There are three advantages in the present study. First of all, as far as we know, this is the first study on the association between the VFA-to-LMM ratio and hyperuricemia. A comprehensive analysis was conducted on body composition, including VFA, LMM, and their interactions. Secondly, all measurements and statistical analysis were performed in strict accordance with the standard procedures to ensure data accuracy. Thirdly, given the significant gender differences in body composition, men and women were stratified in the analysis to ensure the reliability of the results. However, several limitations also need to be mentioned.

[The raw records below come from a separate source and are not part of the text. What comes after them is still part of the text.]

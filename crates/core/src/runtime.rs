//! 런타임 계약 — 오케스트레이터가 사용하는 외부 협력자 인터페이스
//!
//! 테스트 하네스는 라우팅 엔진 자체를 알지 못하며, 이 모듈의 trait만을
//! 통해 컨텍스트를 생성/시작/정지하고 설정 부수효과를 적용합니다.
//!
//! - [`ContextFactory`]: 레지스트리와 관리 에이전트 설정으로 컨텍스트 생성
//! - [`RuntimeContext`]: 라우트, 엔드포인트, 디버거, 속성 제공자를 소유한 엔진 인스턴스
//! - [`ProducerGateway`] / [`ConsumerGateway`]: 메시지 송수신 핸들
//! - [`BoundProducer`]: 기본 URI에 묶인 프로듀서 (`Produce` 필드 주입용)

use std::sync::Arc;
use std::time::Duration;

use serde_json::Value;

use crate::debug::{Breakpoint, Debugger};
use crate::endpoint::InterceptStrategy;
use crate::error::RuntimeError;
use crate::exchange::Exchange;
use crate::mock::MockEndpoint;
use crate::properties::PropertyProvider;
use crate::registry::Registry;
use crate::route::RouteBuilder;
use crate::service::{BoxFuture, Service};

/// 컨텍스트 생성 요청
#[derive(Debug, Clone)]
pub struct ContextSpec {
    /// 컨텍스트 이름 (보통 테스트 클래스 이름)
    pub name: String,
    /// 컨텍스트가 사용할 의존성 레지스트리
    pub registry: Registry,
    /// 관리(introspection) 에이전트 활성화 여부
    pub management_enabled: bool,
}

/// 런타임 컨텍스트 생성기
pub trait ContextFactory: Send + Sync {
    /// 새 컨텍스트를 생성합니다. 생성된 컨텍스트는 정지 상태입니다.
    fn create_context(&self, spec: ContextSpec) -> Result<Arc<dyn RuntimeContext>, RuntimeError>;
}

/// 라우트와 엔드포인트를 소유한 런타임 엔진 인스턴스
pub trait RuntimeContext: Service {
    /// 컨텍스트 이름
    fn name(&self) -> &str;

    /// 정지 시 진행 중인 작업을 기다리는 최대 시간을 설정합니다.
    fn set_shutdown_timeout(&self, timeout: Duration);

    /// 설정된 정지 타임아웃을 반환합니다.
    fn shutdown_timeout(&self) -> Duration;

    /// 관리 에이전트 활성화 여부
    fn management_enabled(&self) -> bool;

    /// 생성 시 전달된 레지스트리
    fn registry(&self) -> Registry;

    /// 디버거를 설치합니다. 실행 중인 컨텍스트에는 설치할 수 없습니다.
    fn install_debugger(&self) -> Result<(), RuntimeError>;

    /// 설치된 디버거를 반환합니다.
    fn debugger(&self) -> Option<Arc<Debugger>>;

    /// 설치된 디버거에 브레이크포인트를 등록합니다.
    fn add_breakpoint(&self, breakpoint: Arc<dyn Breakpoint>) -> Result<(), RuntimeError> {
        let debugger = self
            .debugger()
            .ok_or_else(|| RuntimeError::DebuggerNotInstalled(self.name().to_owned()))?;
        debugger.add_breakpoint(breakpoint);
        Ok(())
    }

    /// 엔드포인트 가로채기 전략을 등록합니다.
    fn add_endpoint_strategy(&self, strategy: InterceptStrategy);

    /// 속성 제공자
    fn property_provider(&self) -> Arc<dyn PropertyProvider>;

    /// 라우트를 등록합니다. 실행 중인 컨텍스트면 즉시 활성화됩니다.
    fn add_routes(&self, builder: RouteBuilder) -> Result<(), RuntimeError>;

    /// 등록된 라우트 ID 목록
    fn route_ids(&self) -> Vec<String>;

    /// 라우트의 소스 엔드포인트를 교체합니다.
    fn replace_from(&self, route_id: &str, uri: &str) -> Result<(), RuntimeError>;

    /// 프로듀서 게이트웨이를 생성합니다 (정지 상태).
    fn create_producer(&self) -> Arc<dyn ProducerGateway>;

    /// 컨슈머 게이트웨이를 생성합니다 (정지 상태).
    fn create_consumer(&self) -> Arc<dyn ConsumerGateway>;

    /// 테스트 더블 엔드포인트를 조회하거나 생성합니다.
    fn mock_endpoint(&self, uri: &str) -> Result<Arc<MockEndpoint>, RuntimeError>;

    /// 엔드포인트가 생성되어 있는지 확인합니다.
    fn has_endpoint(&self, uri: &str) -> bool;

    /// 모든 테스트 더블의 기록과 기대값을 초기화합니다.
    fn reset_mocks(&self);
}

/// 메시지를 컨텍스트로 보내는 게이트웨이
pub trait ProducerGateway: Service {
    /// 교환을 엔드포인트로 전송하고 처리된 결과를 반환합니다.
    fn send<'a>(
        &'a self,
        uri: &'a str,
        exchange: Exchange,
    ) -> BoxFuture<'a, Result<Exchange, RuntimeError>>;

    /// 본문만으로 전송합니다.
    fn send_body<'a>(
        &'a self,
        uri: &'a str,
        body: Value,
    ) -> BoxFuture<'a, Result<Exchange, RuntimeError>> {
        self.send(uri, Exchange::new(body))
    }

    /// 본문과 헤더 하나로 전송합니다.
    fn send_body_and_header<'a>(
        &'a self,
        uri: &'a str,
        body: Value,
        header: &'a str,
        value: Value,
    ) -> BoxFuture<'a, Result<Exchange, RuntimeError>> {
        self.send(uri, Exchange::new(body).with_header(header, value))
    }
}

/// 컨텍스트에서 메시지를 꺼내는 게이트웨이
pub trait ConsumerGateway: Service {
    /// 엔드포인트 큐에서 메시지를 하나 꺼냅니다. 시간 내 없으면 `None`.
    fn receive<'a>(
        &'a self,
        uri: &'a str,
        timeout: Duration,
    ) -> BoxFuture<'a, Result<Option<Exchange>, RuntimeError>>;
}

/// 기본 URI에 묶인 프로듀서
///
/// `Produce(uri)` 마커가 붙은 필드에 주입됩니다.
#[derive(Clone)]
pub struct BoundProducer {
    gateway: Arc<dyn ProducerGateway>,
    default_uri: String,
}

impl BoundProducer {
    /// 게이트웨이와 기본 URI로 생성합니다.
    pub fn new(gateway: Arc<dyn ProducerGateway>, default_uri: impl Into<String>) -> Self {
        Self {
            gateway,
            default_uri: default_uri.into(),
        }
    }

    /// 기본 URI를 반환합니다.
    pub fn default_uri(&self) -> &str {
        &self.default_uri
    }

    /// 기본 URI로 본문을 전송합니다.
    pub async fn send_body(&self, body: impl Into<Value>) -> Result<Exchange, RuntimeError> {
        self.gateway.send_body(&self.default_uri, body.into()).await
    }

    /// 기본 URI로 본문과 헤더를 전송합니다.
    pub async fn send_body_and_header(
        &self,
        body: impl Into<Value>,
        header: &str,
        value: impl Into<Value>,
    ) -> Result<Exchange, RuntimeError> {
        self.gateway
            .send_body_and_header(&self.default_uri, body.into(), header, value.into())
            .await
    }

    /// 지정한 URI로 교환을 전송합니다.
    pub async fn send_to(&self, uri: &str, exchange: Exchange) -> Result<Exchange, RuntimeError> {
        self.gateway.send(uri, exchange).await
    }

    /// 지정한 URI로 본문과 헤더를 전송합니다.
    pub async fn send_body_and_header_to(
        &self,
        uri: &str,
        body: impl Into<Value>,
        header: &str,
        value: impl Into<Value>,
    ) -> Result<Exchange, RuntimeError> {
        self.gateway
            .send_body_and_header(uri, body.into(), header, value.into())
            .await
    }
}

impl std::fmt::Debug for BoundProducer {
    fn fmt(&self, f: &mut std::fmt::Formatter<'_>) -> std::fmt::Result {
        f.debug_struct("BoundProducer")
            .field("default_uri", &self.default_uri)
            .finish()
    }
}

Firstly, based on the cross-sectional data, the causality of the VFA-to-LMM ratio and hyperuricemia could not be obtained, and the potential mechanism could not be further analyzed. Secondly, although confounding factors had been adjusted as many as possible, there were still factors that were not included. However, many confounders were adjusted as possible to ensure the robustness of the results. Thirdly, due to the limitation of the sample size, further study is still needed to verify whether the association between the VFA-to-LMM ratio and hyperuricemia in subgroup analysis of women is independent of BMI.

Perspectives and significance

According to the results, the metabolism of uric acid can be indirectly reflected in body shape, and the indicator studied in this paper can well predict the risk of hyperuricemia in women. The findings facilitated the prediction of high-risk groups of hyperuricemia by simple body composition examination or even apparent body shape. The results of subgroup analysis in the female population suggested that more attention should be paid to the changes of the VFA and LMM in pre-menopausal women. In addition, the results provided potential values for the prevention of hyperuricemia.

Conclusion

According to the research results, the VFA-to-LMM ratio is positively associated with the risk of hyperuricemia in women after adjustment by confounding factors, and women are more sensitive than men to the risk of hyperuricemia caused by changes in body composition. In addition, pre-menopausal women have a higher risk to suffer from hyperuricemia than post-menopausal women with the increase of the VFA-to-LMM ratio. However, well-controlled prospective studies are needed to further confirm the causality between the VFA-to-LMM ratio and hyperuricemia.